De daling kan problematisch zijn, vooral gezien de lagere kwaliteit van de vrijetijdsbesteding van vrouwen voorafgaand aan de pandemie. Vrije tijd is cruciaal voor de lichamelijke en geestelijke gezondheid. Te weinig tijd hebben om te ontspannen en te herstellen van het werk kan uiteindelijk leiden tot gezondheidsproblemen, zoals burn-out.
Nederlandse ouders werken langer tijdens de lockdown. Krediet:Shutterstock/Troyan
3. Meer argumenten
De noodzaak om nieuwe manieren te vinden om te werken en voor kinderen te zorgen, lijkt bij sommige ouders voor frictie te zorgen. Zowel moeders als vaders meldden een toename in wekelijkse ruzies over hun werkuren (van 4% pre-pandemie naar 17% in juni) en de werkuren van hun partner (van 3% pre-pandemie naar 13% in juni).
Kinderopvang blijft grootste onenigheid onder Nederlandse ouders, vergelijkbaar met rapporten in andere landen. Voorafgaand aan de pandemie, 9% van de ouders gaf aan wekelijks ruzie te hebben over kinderopvang, terwijl 25% van de ouders hierover in juni wekelijks ruzie maakte. Dit is verrassend, als basisscholen en kinderdagverblijven gedeeltelijk heropend in mei en vervolgens volledig heropend in juni. Deze heropening lijkt geen invloed te hebben op de frequentie van meningsverschillen over kinderopvang.
4. Verschuivende genderrollen
De pandemie zou een kleine maar gestage verschuiving in genderrollen kunnen veroorzaken. Uit ons onderzoek blijkt dat 31% van de vaders een groter deel van de kinderopvangtaken op zich nam, vergeleken met voor de pandemie.
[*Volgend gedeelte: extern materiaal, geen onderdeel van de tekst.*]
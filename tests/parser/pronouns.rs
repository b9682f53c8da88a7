//! Integration tests for back-references

use soul_foundation::{Gender, Person, PersonId, SoulError};
use soul_parser::{Audience, LastTargets, Soul, VerbDefinition};

fn person(id: u64, name: &str, gender: Gender) -> Person {
    Person::new(PersonId::new(id), name, gender)
}

fn alice() -> Person {
    person(1, "alice", Gender::Female)
}

fn bob() -> Person {
    person(2, "bob", Gender::Male)
}

fn carol() -> Person {
    person(3, "carol", Gender::Female)
}

fn crate_box() -> Person {
    person(4, "box", Gender::Neuter)
}

fn audience() -> Audience {
    Audience::new(alice(), vec![alice(), bob(), carol(), crate_box()])
}

/// The standard vocabulary plus two object-handling verbs.
fn soul() -> Soul {
    let mut soul = Soul::standard().unwrap();
    soul.registry_mut()
        .register_extension([
            ("examine", VerbDefinition::previous("").unwrap()),
            ("drop", VerbDefinition::previous("").unwrap()),
        ])
        .unwrap();
    soul
}

// =============================================================================
// Within one emote
// =============================================================================

#[test]
fn it_refers_to_the_previous_clause() {
    let emote = soul()
        .parse("examine box and drop it", &audience(), &mut LastTargets::new())
        .unwrap();
    assert_eq!(emote.clauses().len(), 2);
    assert_eq!(emote.clauses()[1].targets(), &[crate_box()]);
    assert_eq!(emote.actor_message(), "You examine Box and drop it.");
}

#[test]
fn him_after_a_named_target() {
    let emote = soul()
        .parse("smile at bob and wink at him", &audience(), &mut LastTargets::new())
        .unwrap();
    assert_eq!(
        emote.message_for(&bob()),
        "Alice smiles happily at you and winks suggestively at you."
    );
    assert_eq!(
        emote.bystander_message(),
        "Alice smiles happily at Bob and winks suggestively at him."
    );
}

#[test]
fn them_needs_a_group() {
    let soul = soul();
    let emote = soul
        .parse("wave at bob and carol and bow to them", &audience(), &mut LastTargets::new())
        .unwrap();
    assert_eq!(emote.clauses()[1].targets(), &[bob(), carol()]);

    assert_eq!(
        soul.parse("wave at bob and bow to them", &audience(), &mut LastTargets::new())
            .unwrap_err(),
        SoulError::MissingBackReference
    );
}

#[test]
fn wrong_pronoun_for_the_target() {
    let err = soul()
        .parse("smile at bob and wink at her", &audience(), &mut LastTargets::new())
        .unwrap_err();
    assert_eq!(err, SoulError::MissingBackReference);
}

// =============================================================================
// Across emotes
// =============================================================================

#[test]
fn last_targets_carry_over() {
    let soul = soul();
    let mut last = LastTargets::new();
    soul.parse("smile at carol", &audience(), &mut last).unwrap();
    let emote = soul.parse("wink at her", &audience(), &mut last).unwrap();
    assert_eq!(emote.targets(), vec![carol()]);
}

#[test]
fn untargeted_emotes_keep_the_memory() {
    let soul = soul();
    let mut last = LastTargets::new();
    soul.parse("smile at carol", &audience(), &mut last).unwrap();
    soul.parse("nod", &audience(), &mut last).unwrap();
    assert_eq!(last.get(), &[carol()]);
}

#[test]
fn remembered_targets_must_still_be_present() {
    let soul = soul();
    let mut last = LastTargets::new();
    soul.parse("smile at bob", &audience(), &mut last).unwrap();

    let bob_gone = Audience::new(alice(), vec![alice(), carol()]);
    assert_eq!(
        soul.parse("wave at him", &bob_gone, &mut last).unwrap_err(),
        SoulError::MissingBackReference
    );

    let emote = soul.parse("wave at him", &audience(), &mut last).unwrap();
    assert_eq!(emote.targets(), vec![bob()]);
}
Dit is een grotere groep vaders dan in april, toen 22% aangaf meer te doen. Hoewel de verdeling van de zorg voor kinderen in veel huishoudens zeer ongelijk is, de pandemie heeft geleid tot het dichten van de kloof.
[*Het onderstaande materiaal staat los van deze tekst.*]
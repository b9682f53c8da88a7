//! Integration tests for persons and genders

use soul_foundation::{Gender, Person, PersonId};

fn person(id: u64, name: &str, gender: Gender) -> Person {
    Person::new(PersonId::new(id), name, gender)
}

// =============================================================================
// Identity
// =============================================================================

#[test]
fn identity_is_by_id() {
    let a = person(1, "bob", Gender::Male);
    let b = person(1, "Robert", Gender::Male);
    let c = person(2, "bob", Gender::Male);
    assert_eq!(a, b);
    assert_ne!(a, c);
}

#[test]
fn names_and_keys() {
    let p = person(3, "carol", Gender::Female);
    assert_eq!(p.name(), "Carol");
    assert_eq!(p.key(), "carol");
    assert_eq!(person(4, "DAVE", Gender::Male).key(), "dave");
}

// =============================================================================
// Pronouns
// =============================================================================

#[test]
fn pronoun_table() {
    let rows = [
        (Gender::Male, ["he", "him", "his", "himself"]),
        (Gender::Female, ["she", "her", "her", "herself"]),
        (Gender::Neuter, ["it", "it", "its", "itself"]),
        (Gender::Plural, ["they", "them", "their", "themselves"]),
    ];
    for (gender, [subj, obj, poss, refl]) in rows {
        let p = person(1, "x", gender);
        assert_eq!(p.subjective(), subj);
        assert_eq!(p.objective(), obj);
        assert_eq!(p.possessive(), poss);
        assert_eq!(p.reflexive(), refl);
    }
}

#[test]
fn gender_parsing() {
    assert_eq!("m".parse::<Gender>().unwrap(), Gender::Male);
    assert_eq!("Female".parse::<Gender>().unwrap(), Gender::Female);
    assert_eq!("it".parse::<Gender>().unwrap(), Gender::Neuter);
    assert_eq!("they".parse::<Gender>().unwrap(), Gender::Plural);
    assert!("sideways".parse::<Gender>().is_err());
    assert_eq!(Gender::default(), Gender::Neuter);
}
Maar we hebben niet dezelfde verschuiving gezien in huishoudelijke taken. In april, de taakverdeling onder Nederlandse ouders was iets gelijker geworden dan voor de pandemie (36% versus 32%). In juni keerde het percentage ouders dat de huishoudelijke taken gelijk verdeelde terug naar het pre-pandemische niveau van 31%.
5. Ouders zijn redelijk tevreden
Vaders beoordelen hun tevredenheid met de taakverdeling met 7,4 op een schaal van 1 tot 10, terwijl moeders hun tevredenheid beoordelen met 7,1. Moeders zijn minder tevreden over de verdeling van huishoudelijke taken, geven hun tevredenheid een 6,8. Vaders beoordeelden hun tevredenheid met de taakverdeling in het huishouden met een 7,3.
De tevredenheid met de huidige situatie suggereert dat noch moeders noch vaders gemotiveerd zijn om ongelijke zorgverdelingen of extra tijd besteed aan zorgtaken aan te vechten. Eerder onderzoek suggereert dat de acceptatie door moeders van oneerlijke situaties als eerlijk een cruciale barrière kan zijn voor het verminderen van genderongelijkheid.
De pandemie is nog lang niet voorbij. Om de langetermijnimpact van de pandemie op de levenskwaliteit van ouders te verminderen, er moet meer beleidsondersteuning komen (zoals goed betaald verlof en flexibele werkregelingen) van overheden en werkgevers. Onderzoek toont aan dat zorgvuldig ontworpen beleid het voor ouders gemakkelijker maakt om betaald werk te combineren met zorgtaken, waardoor de ongelijkheid tussen mannen en vrouwen wordt verminderd. Die steun is nu meer dan ooit nodig, terwijl ouders worden geconfronteerd met de nieuwste lockdown-maatregelen.
Dit artikel is opnieuw gepubliceerd vanuit The Conversation onder een Creative Commons-licentie. Lees het originele artikel.